Crooked sarge hurts colleagues

Published:Friday | February 5, 2010 | 12:00 AM



Deputy Commissioner of Police Jevene Bent arrives at the scene on Munster Road. - Ian Allen/Photographer

Police personnel on the scene of yesterday's massive gun and ammunition find in east Kingston were unanimous in their condemnation of the sergeant arrested in connection with the seizure.

"A people like him mek me get bad name," one cop was overheard saying to his colleagues.

"And when the boy dem a fire after we, it hurt me fi know say a policeman sell them the gun and bullets," lamented another uniformed cop.

"It is them mek Les Green (assistant com-missioner of police) say when policeman dead, them involved inna things," argued another policeman.

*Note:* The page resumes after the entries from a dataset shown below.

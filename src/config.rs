//! Runtime settings for the operator
//!
//! Settings are parsed once at startup (clap, in `main`) and shared read-only
//! across the controllers and the callback server.

use std::time::Duration;

/// Operator-wide settings
#[derive(Clone, Debug)]
pub struct Settings {
    /// Base domain used to build webhook callback URLs
    pub domain: String,

    /// Use http instead of https for callback URLs
    pub insecure_ssl: bool,

    /// Port the callback server binds on
    pub callback_port: u16,

    /// Minimum interval between full release syncs per repository
    pub reconciliation_period: Duration,

    /// Base URL of the code-hosting REST API
    pub api_url: String,
}

impl Settings {
    /// URL scheme for callback URLs, derived from the insecure flag
    pub fn scheme(&self) -> &'static str {
        if self.insecure_ssl {
            "http"
        } else {
            "https"
        }
    }

    /// Callback URL the remote webhook is pointed at for one repository
    pub fn callback_url(&self, owner: &str, repo: &str) -> String {
        format!(
            "{}://{}/payload/{}/{}",
            self.scheme(),
            self.domain,
            owner,
            repo
        )
    }
}

impl Default for Settings {
    fn default() -> Self {
        Self {
            domain: "localhost".to_string(),
            insecure_ssl: false,
            callback_port: crate::DEFAULT_CALLBACK_PORT,
            reconciliation_period: Duration::from_secs(300),
            api_url: "https://api.github.com".to_string(),
        }
    }
}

They were responding to news that a recently promoted sergeant was the first person held in the bust.

Acting suspiciously

The sergeant, who is based at the Kingston Eastern Police Division, was in charge of the stores and was often detailed to collect new guns and ammunition being imported by the police force.

It's reported that he was searched when a patrol team, also assigned to the division, stopped him after he was observed acting suspiciously early yesterday morning.

The patrol team, which was made up of men all below the rank of sergeant, quickly disarmed their superior subofficer before searching his vehicle and finding a cache of guns and ammunition.

"Just shoot me and kill me. Me can't tek the embarrassment," the sergeant is reported to have said as his colleagues collared him.

But the cops were more interested in finding out who else was involved in the illegal activity and the source of the guns and ammunition.

For that, they have received commendation from acting Commissioner Owen Ellington and other senior members of the force.

The Gleaner also understands that they will be promoted today.

For now, the sergeant is the only cop in custody but, as the probe continues, other bad apples in the police force could find themselves in trouble while the hard-working cops bristle that another "squaddie" has tarnished their reputation.

More than 60 cops were arrested and charged with breaches of the anti-corruption laws last year while several others implicated in questionable activities were retired in the public interest.

At least three cops have found themselves in trouble with the law so far this year.